WORK TO COMPLETE:
Within the records, tally the lines that contain "match" and reply with that number only.

DATA FOR THIS EXERCISE:
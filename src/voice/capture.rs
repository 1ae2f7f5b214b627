//! Audio capture from microphone

use std::sync::{Arc, Mutex};
use std::time::Duration;

use async_trait::async_trait;
use cpal::traits::{DeviceTrait, StreamTrait};
use cpal::{Device, FromSample, SampleFormat, SampleRate, SizedSample, Stream, StreamConfig};

use super::devices::{MicPreference, resolve_device};
use super::segmenter::{SegmentEvent, SpeechSegmenter, calibrate_threshold};
use crate::{Error, Result};

/// Preferred sample rate for capture (16kHz for speech)
pub const SAMPLE_RATE: u32 = 16000;

/// How often the listen loop drains the capture buffer
const POLL_INTERVAL: Duration = Duration::from_millis(50);

/// Extra time a listen may run before a silent stream is considered broken
const STALL_GRACE: Duration = Duration::from_secs(2);

/// One captured phrase
#[derive(Debug, Clone, PartialEq)]
pub struct CapturedAudio {
    /// Mono samples in [-1.0, 1.0]
    pub samples: Vec<f32>,
    /// Samples per second
    pub sample_rate: u32,
}

impl CapturedAudio {
    /// Length of the phrase
    #[must_use]
    pub fn duration(&self) -> Duration {
        if self.sample_rate == 0 {
            return Duration::ZERO;
        }
        #[allow(clippy::cast_precision_loss)]
        let samples = self.samples.len() as f64;
        Duration::from_secs_f64(samples / f64::from(self.sample_rate))
    }

    /// Encode as 16-bit mono WAV
    ///
    /// # Errors
    ///
    /// Returns error if WAV encoding fails
    pub fn to_wav(&self) -> Result<Vec<u8>> {
        samples_to_wav(&self.samples, self.sample_rate)
    }
}

/// Result of one listen
#[derive(Debug, Clone, PartialEq)]
pub enum ListenResult {
    /// No speech started before the listen timeout
    Timeout,
    /// A phrase was captured
    Audio(CapturedAudio),
}

/// A source of spoken phrases
///
/// Futures are not `Send`: cpal streams must stay on the thread that built them.
#[async_trait(?Send)]
pub trait MicrophoneSource {
    /// Measure ambient noise and set the speech threshold
    ///
    /// # Errors
    ///
    /// Returns error if the microphone cannot be read
    async fn calibrate(&mut self, duration: Duration) -> Result<f32>;

    /// Wait for one phrase
    ///
    /// `listen_timeout` bounds the wait for speech to start and
    /// `phrase_time_limit` bounds the phrase itself.
    ///
    /// # Errors
    ///
    /// Returns error if the audio stream fails
    async fn listen(
        &mut self,
        listen_timeout: Duration,
        phrase_time_limit: Duration,
    ) -> Result<ListenResult>;
}

/// Exclusive hold on an open input stream
///
/// Samples accumulate until taken; dropping the guard closes the stream.
pub struct MicrophoneGuard {
    stream: Stream,
    buffer: Arc<Mutex<Vec<f32>>>,
}

impl MicrophoneGuard {
    /// Get captured audio buffer and clear it
    #[must_use]
    pub fn take_buffer(&self) -> Vec<f32> {
        self.buffer
            .lock()
            .map(|mut buf| std::mem::take(&mut *buf))
            .unwrap_or_default()
    }

    /// Get captured audio buffer without clearing
    #[must_use]
    pub fn peek_buffer(&self) -> Vec<f32> {
        self.buffer
            .lock()
            .map(|buf| buf.clone())
            .unwrap_or_default()
    }

    /// Clear the audio buffer
    pub fn clear_buffer(&self) {
        if let Ok(mut buf) = self.buffer.lock() {
            buf.clear();
        }
    }
}

impl Drop for MicrophoneGuard {
    fn drop(&mut self) {
        if let Err(e) = self.stream.pause() {
            tracing::trace!(error = %e, "failed to pause stream on release");
        }
        tracing::trace!("microphone released");
    }
}

/// Microphone backed by a cpal input device
pub struct CpalMicrophone {
    device: Device,
    name: String,
    config: StreamConfig,
    sample_format: SampleFormat,
    threshold: f32,
}

impl CpalMicrophone {
    /// Select and open a microphone
    ///
    /// The device is opened once to prove it works, then released until
    /// the first listen.
    ///
    /// # Errors
    ///
    /// Returns error if no device is available or the device cannot be opened
    pub fn open(preference: &MicPreference) -> Result<Self> {
        let (device, name) = resolve_device(preference)?;

        let supported_config = device
            .supported_input_configs()
            .map_err(|e| Error::MicrophoneOpen(e.to_string()))?
            .find(|c| {
                c.channels() == 1
                    && c.min_sample_rate() <= SampleRate(SAMPLE_RATE)
                    && c.max_sample_rate() >= SampleRate(SAMPLE_RATE)
            })
            .map(|c| c.with_sample_rate(SampleRate(SAMPLE_RATE)));

        let supported_config = match supported_config {
            Some(c) => c,
            None => device
                .default_input_config()
                .map_err(|e| Error::MicrophoneOpen(e.to_string()))?,
        };

        let sample_format = supported_config.sample_format();
        let config = supported_config.config();

        tracing::debug!(
            device = %name,
            sample_rate = config.sample_rate.0,
            channels = config.channels,
            ?sample_format,
            "audio capture initialized"
        );

        let mic = Self {
            device,
            name,
            config,
            sample_format,
            threshold: super::segmenter::MIN_ENERGY_THRESHOLD,
        };

        drop(
            mic.acquire()
                .map_err(|e| Error::MicrophoneOpen(format!("{}: {e}", mic.name)))?,
        );

        Ok(mic)
    }

    /// Start capturing into a fresh buffer
    ///
    /// # Errors
    ///
    /// Returns error if the stream cannot be built or started
    pub fn acquire(&self) -> Result<MicrophoneGuard> {
        let buffer = Arc::new(Mutex::new(Vec::new()));

        let stream = match self.sample_format {
            SampleFormat::F32 => self.build_stream::<f32>(Arc::clone(&buffer)),
            SampleFormat::I16 => self.build_stream::<i16>(Arc::clone(&buffer)),
            SampleFormat::U16 => self.build_stream::<u16>(Arc::clone(&buffer)),
            other => Err(Error::Audio(format!("unsupported sample format {other:?}"))),
        }?;

        stream.play().map_err(|e| Error::Audio(e.to_string()))?;
        tracing::trace!("microphone acquired");

        Ok(MicrophoneGuard { stream, buffer })
    }

    fn build_stream<T>(&self, buffer: Arc<Mutex<Vec<f32>>>) -> Result<Stream>
    where
        T: SizedSample,
        f32: FromSample<T>,
    {
        let channels = usize::from(self.config.channels.max(1));

        self.device
            .build_input_stream(
                &self.config,
                move |data: &[T], _: &cpal::InputCallbackInfo| {
                    if let Ok(mut buf) = buffer.lock() {
                        // Downmix interleaved frames to mono
                        for frame in data.chunks(channels) {
                            let sum: f32 = frame.iter().map(|s| f32::from_sample_(*s)).sum();
                            #[allow(clippy::cast_precision_loss)]
                            let len = frame.len() as f32;
                            buf.push(sum / len);
                        }
                    }
                },
                |err| {
                    tracing::error!(error = %err, "audio capture error");
                },
                None,
            )
            .map_err(|e| Error::Audio(e.to_string()))
    }

    /// Device name
    #[must_use]
    pub fn name(&self) -> &str {
        &self.name
    }

    /// Capture sample rate
    #[must_use]
    pub const fn sample_rate(&self) -> u32 {
        self.config.sample_rate.0
    }

    /// Current speech threshold
    #[must_use]
    pub const fn threshold(&self) -> f32 {
        self.threshold
    }
}

#[async_trait(?Send)]
impl MicrophoneSource for CpalMicrophone {
    async fn calibrate(&mut self, duration: Duration) -> Result<f32> {
        let guard = self.acquire()?;
        tokio::time::sleep(duration).await;
        let ambient = guard.take_buffer();
        drop(guard);

        self.threshold = calibrate_threshold(&ambient);
        tracing::info!(
            samples = ambient.len(),
            threshold = self.threshold,
            "ambient noise calibrated"
        );
        Ok(self.threshold)
    }

    async fn listen(
        &mut self,
        listen_timeout: Duration,
        phrase_time_limit: Duration,
    ) -> Result<ListenResult> {
        let guard = self.acquire()?;
        let sample_rate = self.sample_rate();
        let mut segmenter =
            SpeechSegmenter::new(self.threshold, sample_rate, listen_timeout, phrase_time_limit);

        let deadline = tokio::time::Instant::now() + listen_timeout + phrase_time_limit + STALL_GRACE;

        loop {
            tokio::time::sleep(POLL_INTERVAL).await;

            let chunk = guard.take_buffer();
            if chunk.is_empty() {
                if tokio::time::Instant::now() >= deadline {
                    return Err(Error::Audio("microphone stopped delivering audio".to_string()));
                }
                continue;
            }

            match segmenter.process(&chunk) {
                SegmentEvent::Pending => {}
                SegmentEvent::TimedOut => return Ok(ListenResult::Timeout),
                SegmentEvent::Complete(samples) => {
                    return Ok(ListenResult::Audio(CapturedAudio {
                        samples,
                        sample_rate,
                    }));
                }
            }
        }
    }
}

/// Convert f32 samples to WAV bytes for STT APIs
///
/// # Errors
///
/// Returns error if WAV encoding fails
pub fn samples_to_wav(samples: &[f32], sample_rate: u32) -> Result<Vec<u8>> {
    let spec = hound::WavSpec {
        channels: 1,
        sample_rate,
        bits_per_sample: 16,
        sample_format: hound::SampleFormat::Int,
    };

    let mut cursor = std::io::Cursor::new(Vec::new());
    {
        let mut writer =
            hound::WavWriter::new(&mut cursor, spec).map_err(|e| Error::Audio(e.to_string()))?;

        for &sample in samples {
            #[allow(clippy::cast_possible_truncation)]
            let sample_i16 = (sample * 32767.0).clamp(-32768.0, 32767.0) as i16;
            writer
                .write_sample(sample_i16)
                .map_err(|e| Error::Audio(e.to_string()))?;
        }

        writer.finalize().map_err(|e| Error::Audio(e.to_string()))?;
    }

    Ok(cursor.into_inner())
}
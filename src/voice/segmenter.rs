//! Energy-based speech endpointing
//!
//! Decides when a phrase starts and ends in a stream of audio chunks.
//! A chunk whose RMS energy exceeds the calibrated threshold counts as speech.

use std::time::Duration;

/// Floor for the calibrated energy threshold
pub const MIN_ENERGY_THRESHOLD: f32 = 0.01;

/// Ambient energy is multiplied by this to get the speech threshold
const AMBIENT_MULTIPLIER: f32 = 1.5;

/// Trailing silence that ends a phrase
const PAUSE_DURATION: Duration = Duration::from_millis(800);

/// Bursts shorter than this are treated as noise
const MIN_SPEECH_DURATION: Duration = Duration::from_millis(300);

/// State of the segmenter
#[derive(Debug, Clone, Copy, PartialEq, Eq)]
pub enum SegmenterState {
    /// Waiting for speech to start
    Waiting,
    /// Speech started, accumulating the phrase
    InPhrase,
}

/// Result of feeding a chunk
#[derive(Debug, Clone, PartialEq)]
pub enum SegmentEvent {
    /// Keep feeding audio
    Pending,
    /// A phrase ended; holds every sample since speech started
    Complete(Vec<f32>),
    /// No speech started within the listen timeout
    TimedOut,
}

/// Splits one phrase out of an audio stream
#[derive(Debug)]
pub struct SpeechSegmenter {
    threshold: f32,
    timeout_samples: usize,
    phrase_limit_samples: usize,
    pause_samples: usize,
    min_speech_samples: usize,
    state: SegmenterState,
    waited: usize,
    silence: usize,
    buffer: Vec<f32>,
}

impl SpeechSegmenter {
    /// Create a segmenter for one listen
    #[must_use]
    pub fn new(
        threshold: f32,
        sample_rate: u32,
        listen_timeout: Duration,
        phrase_time_limit: Duration,
    ) -> Self {
        Self {
            threshold,
            timeout_samples: duration_to_samples(listen_timeout, sample_rate),
            phrase_limit_samples: duration_to_samples(phrase_time_limit, sample_rate).max(1),
            pause_samples: duration_to_samples(PAUSE_DURATION, sample_rate),
            min_speech_samples: duration_to_samples(MIN_SPEECH_DURATION, sample_rate),
            state: SegmenterState::Waiting,
            waited: 0,
            silence: 0,
            buffer: Vec::new(),
        }
    }

    /// Feed the next chunk of mono samples
    pub fn process(&mut self, samples: &[f32]) -> SegmentEvent {
        let energy = calculate_energy(samples);
        let is_speech = energy > self.threshold;

        match self.state {
            SegmenterState::Waiting => {
                if is_speech {
                    self.state = SegmenterState::InPhrase;
                    self.buffer.clear();
                    self.buffer.extend_from_slice(samples);
                    self.silence = 0;
                    tracing::trace!(energy, "speech started");
                    return self.check_phrase_limit();
                }

                self.waited += samples.len();
                if self.waited >= self.timeout_samples {
                    tracing::trace!(waited = self.waited, "listen timed out");
                    return SegmentEvent::TimedOut;
                }
            }
            SegmenterState::InPhrase => {
                self.buffer.extend_from_slice(samples);

                if is_speech {
                    self.silence = 0;
                } else {
                    self.silence += samples.len();
                }

                tracing::trace!(
                    buffer_len = self.buffer.len(),
                    silence = self.silence,
                    energy,
                    "in phrase"
                );

                if self.silence >= self.pause_samples {
                    let speech = self.buffer.len().saturating_sub(self.silence);
                    if speech >= self.min_speech_samples {
                        tracing::debug!(samples = self.buffer.len(), "phrase complete");
                        return SegmentEvent::Complete(self.take_buffer());
                    }

                    // Too short to be a phrase, keep waiting
                    tracing::trace!(speech, "discarding noise burst");
                    self.waited += self.buffer.len();
                    self.reset_phrase();
                    if self.waited >= self.timeout_samples {
                        return SegmentEvent::TimedOut;
                    }
                    return SegmentEvent::Pending;
                }

                return self.check_phrase_limit();
            }
        }

        SegmentEvent::Pending
    }

    fn check_phrase_limit(&mut self) -> SegmentEvent {
        if self.buffer.len() >= self.phrase_limit_samples {
            tracing::debug!(samples = self.buffer.len(), "phrase time limit reached");
            SegmentEvent::Complete(self.take_buffer())
        } else {
            SegmentEvent::Pending
        }
    }

    fn take_buffer(&mut self) -> Vec<f32> {
        self.state = SegmenterState::Waiting;
        self.silence = 0;
        std::mem::take(&mut self.buffer)
    }

    fn reset_phrase(&mut self) {
        self.state = SegmenterState::Waiting;
        self.buffer.clear();
        self.silence = 0;
    }

    /// Get current state
    #[must_use]
    pub const fn state(&self) -> SegmenterState {
        self.state
    }

    /// Energy threshold in use
    #[must_use]
    pub const fn threshold(&self) -> f32 {
        self.threshold
    }
}

/// Derive a speech threshold from ambient-noise samples
#[must_use]
pub fn calibrate_threshold(ambient: &[f32]) -> f32 {
    (calculate_energy(ambient) * AMBIENT_MULTIPLIER).max(MIN_ENERGY_THRESHOLD)
}

/// Calculate RMS energy of audio samples
#[allow(clippy::cast_precision_loss)]
#[must_use]
pub fn calculate_energy(samples: &[f32]) -> f32 {
    if samples.is_empty() {
        return 0.0;
    }

    let sum_squares: f32 = samples.iter().map(|s| s * s).sum();
    (sum_squares / samples.len() as f32).sqrt()
}

#[allow(
    clippy::cast_possible_truncation,
    clippy::cast_sign_loss,
    clippy::cast_precision_loss
)]
fn duration_to_samples(duration: Duration, sample_rate: u32) -> usize {
    (duration.as_secs_f64() * f64::from(sample_rate)) as usize
}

RESULT FOR THIS EXERCISE:
4